• **Exercise prompt**
Each line of the data that includes "anyhow" must be copied.

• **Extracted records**
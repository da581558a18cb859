use std::collections::HashMap;
use std::fs;
use std::path::{Path, PathBuf};

use anyhow::{anyhow, Context, Result};
use once_cell::sync::Lazy;
use serde::de::DeserializeOwned;
use serde::Deserialize;

static MANIFEST: Lazy<Manifest> = Lazy::new(|| {
    let raw = include_str!("../../../../fixtures/manifest.json");
    serde_json::from_str(raw).expect("fixtures manifest should parse")
});

#[derive(Debug, Deserialize)]
struct Manifest {
    tweens: HashMap<String, TweenEntry>,
    #[serde(default)]
    configs: HashMap<String, String>,
}

#[derive(Debug, Deserialize)]
#[serde(untagged)]
enum TweenEntry {
    Path(String),
    Detailed {
        path: String,
        #[serde(default)]
        valid: Option<bool>,
    },
}

impl TweenEntry {
    fn as_path(&self) -> &str {
        match self {
            TweenEntry::Path(path) => path,
            TweenEntry::Detailed { path, .. } => path,
        }
    }

    fn is_valid(&self) -> bool {
        match self {
            TweenEntry::Path(_) => true,
            TweenEntry::Detailed { valid, .. } => valid.unwrap_or(true),
        }
    }
}

fn fixtures_root() -> PathBuf {
    Path::new(env!("CARGO_MANIFEST_DIR")).join("../../../fixtures")
}

fn resolve_path(rel: &str) -> PathBuf {
    fixtures_root().join(rel)
}

fn read_to_string(rel: &str) -> Result<String> {
    let path = resolve_path(rel);
    fs::read_to_string(&path)
        .with_context(|| format!("failed to read fixture at {}", path.display()))
}

fn load_json<T: DeserializeOwned>(rel: &str) -> Result<T> {
    let text = read_to_string(rel)?;
    serde_json::from_str(&text).with_context(|| format!("failed to parse JSON fixture {rel}"))
}

fn lookup<'a, T>(map: &'a HashMap<String, T>, kind: &str, name: &str) -> Result<&'a T> {
    map.get(name)
        .ok_or_else(|| anyhow!("unknown {kind} fixture '{name}'"))
}

/// Tween descriptions, deserializable into `TweenParams`.
pub mod tweens {
    use super::*;

    pub fn keys() -> Vec<String> {
        let mut keys: Vec<String> = MANIFEST.tweens.keys().cloned().collect();
        keys.sort();
        keys
    }

    /// Fixtures expected to pass validation.
    pub fn valid_keys() -> Vec<String> {
        let mut keys: Vec<String> = MANIFEST
            .tweens
            .iter()
            .filter(|(_, entry)| entry.is_valid())
            .map(|(name, _)| name.clone())
            .collect();
        keys.sort();
        keys
    }

    pub fn json(name: &str) -> Result<String> {
        let entry = lookup(&MANIFEST.tweens, "tween", name)?;
        read_to_string(entry.as_path())
    }

    pub fn load<T: DeserializeOwned>(name: &str) -> Result<T> {
        let entry = lookup(&MANIFEST.tweens, "tween", name)?;
        super::load_json(entry.as_path())
    }

    pub fn path(name: &str) -> Result<PathBuf> {
        let entry = lookup(&MANIFEST.tweens, "tween", name)?;
        Ok(resolve_path(entry.as_path()))
    }
}

/// Scheduler configurations, deserializable into `Config`.
pub mod configs {
    use super::*;

    pub fn keys() -> Vec<String> {
        MANIFEST.configs.keys().cloned().collect()
    }

    pub fn json(name: &str) -> Result<String> {
        let rel = lookup(&MANIFEST.configs, "config", name)?;
        read_to_string(rel)
    }

    pub fn load<T: DeserializeOwned>(name: &str) -> Result<T> {
        let rel = lookup(&MANIFEST.configs, "config", name)?;
        super::load_json(rel)
    }
}

#[cfg(test)]
mod tests {
    use super::*;

    #[test]
    fn every_manifest_entry_exists() {
        for name in tweens::keys() {
            let path = tweens::path(&name).expect("path");
            assert!(path.exists(), "missing tween fixture {}", path.display());
        }
        for name in configs::keys() {
            configs::json(&name).expect("config fixture readable");
        }
    }

    #[test]
    fn unknown_name_is_an_error() {
        assert!(tweens::json("no-such-tween").is_err());
    }
}
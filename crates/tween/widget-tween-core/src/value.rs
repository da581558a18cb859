//! Animatable value types shared by targets, behaviors and tween parameters.

use serde::{Deserialize, Serialize};

#[derive(Copy, Clone, Debug, Default, PartialEq, Serialize, Deserialize)]
pub struct Vec2 {
    pub x: f32,
    pub y: f32,
}

impl Vec2 {
    pub const ZERO: Vec2 = Vec2 { x: 0.0, y: 0.0 };
    pub const ONE: Vec2 = Vec2 { x: 1.0, y: 1.0 };

    #[inline]
    pub const fn new(x: f32, y: f32) -> Self {
        Self { x, y }
    }
}

impl From<[f32; 2]> for Vec2 {
    fn from(v: [f32; 2]) -> Self {
        Vec2::new(v[0], v[1])
    }
}

/// RGBA color (linear by convention).
#[derive(Copy, Clone, Debug, PartialEq, Serialize, Deserialize)]
pub struct LinearColor {
    pub r: f32,
    pub g: f32,
    pub b: f32,
    pub a: f32,
}

impl LinearColor {
    pub const WHITE: LinearColor = LinearColor::new(1.0, 1.0, 1.0, 1.0);
    pub const TRANSPARENT: LinearColor = LinearColor::new(0.0, 0.0, 0.0, 0.0);

    #[inline]
    pub const fn new(r: f32, g: f32, b: f32, a: f32) -> Self {
        Self { r, g, b, a }
    }

    #[inline]
    pub fn to_array(self) -> [f32; 4] {
        [self.r, self.g, self.b, self.a]
    }
}

impl Default for LinearColor {
    fn default() -> Self {
        Self::WHITE
    }
}

impl From<[f32; 4]> for LinearColor {
    fn from(v: [f32; 4]) -> Self {
        LinearColor::new(v[0], v[1], v[2], v[3])
    }
}

/// Slot padding, one inset per edge.
#[derive(Copy, Clone, Debug, Default, PartialEq, Serialize, Deserialize)]
pub struct Margin {
    pub left: f32,
    pub top: f32,
    pub right: f32,
    pub bottom: f32,
}

impl Margin {
    #[inline]
    pub const fn new(left: f32, top: f32, right: f32, bottom: f32) -> Self {
        Self {
            left,
            top,
            right,
            bottom,
        }
    }

    #[inline]
    pub const fn uniform(v: f32) -> Self {
        Self::new(v, v, v, v)
    }

    #[inline]
    pub fn to_array(self) -> [f32; 4] {
        [self.left, self.top, self.right, self.bottom]
    }
}

impl From<[f32; 4]> for Margin {
    fn from(v: [f32; 4]) -> Self {
        Margin::new(v[0], v[1], v[2], v[3])
    }
}

/// 2D render transform applied on top of layout.
#[derive(Copy, Clone, Debug, PartialEq, Serialize, Deserialize)]
pub struct WidgetTransform {
    pub translation: Vec2,
    pub scale: Vec2,
    pub shear: Vec2,
    /// Degrees.
    pub angle: f32,
}

impl Default for WidgetTransform {
    fn default() -> Self {
        Self {
            translation: Vec2::ZERO,
            scale: Vec2::ONE,
            shear: Vec2::ZERO,
            angle: 0.0,
        }
    }
}

/// Discrete visibility; tweens switch it only at the end of the curve.
#[derive(Copy, Clone, Debug, Default, PartialEq, Eq, Hash, Serialize, Deserialize)]
pub enum Visibility {
    #[default]
    Visible,
    Collapsed,
    Hidden,
    HitTestInvisible,
    SelfHitTestInvisible,
}

/// Return `(first, second)` when playing forward and `(second, first)` when
/// playing in reverse, so one set of from/to values drives both directions.
#[inline]
pub fn select_conditional<T>(first: T, second: T, forward: bool) -> (T, T) {
    if forward {
        (first, second)
    } else {
        (second, first)
    }
}

#[cfg(test)]
mod tests {
    use super::*;

    #[test]
    fn select_conditional_swaps_in_reverse() {
        assert_eq!(select_conditional(1, 2, true), (1, 2));
        assert_eq!(select_conditional(1, 2, false), (2, 1));
        let (a, b) = select_conditional(Visibility::Visible, Visibility::Hidden, false);
        assert_eq!((a, b), (Visibility::Hidden, Visibility::Visible));
    }

    #[test]
    fn transform_default_is_identity() {
        let t = WidgetTransform::default();
        assert_eq!(t.scale, Vec2::ONE);
        assert_eq!(t.translation, Vec2::ZERO);
        assert_eq!(t.angle, 0.0);
    }

    #[test]
    fn values_serialize_as_plain_structs() {
        let json = serde_json::to_value(Margin::new(1.0, 2.0, 3.0, 4.0)).expect("serialize");
        assert_eq!(
            json,
            serde_json::json!({"left": 1.0, "top": 2.0, "right": 3.0, "bottom": 4.0})
        );
        let vis: Visibility = serde_json::from_str("\"Collapsed\"").expect("deserialize");
        assert_eq!(vis, Visibility::Collapsed);
    }
}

• **Exercise output**
use anyhow::{anyhow, Context, Result};
        .ok_or_else(|| anyhow!("unknown {kind} fixture '{name}'"))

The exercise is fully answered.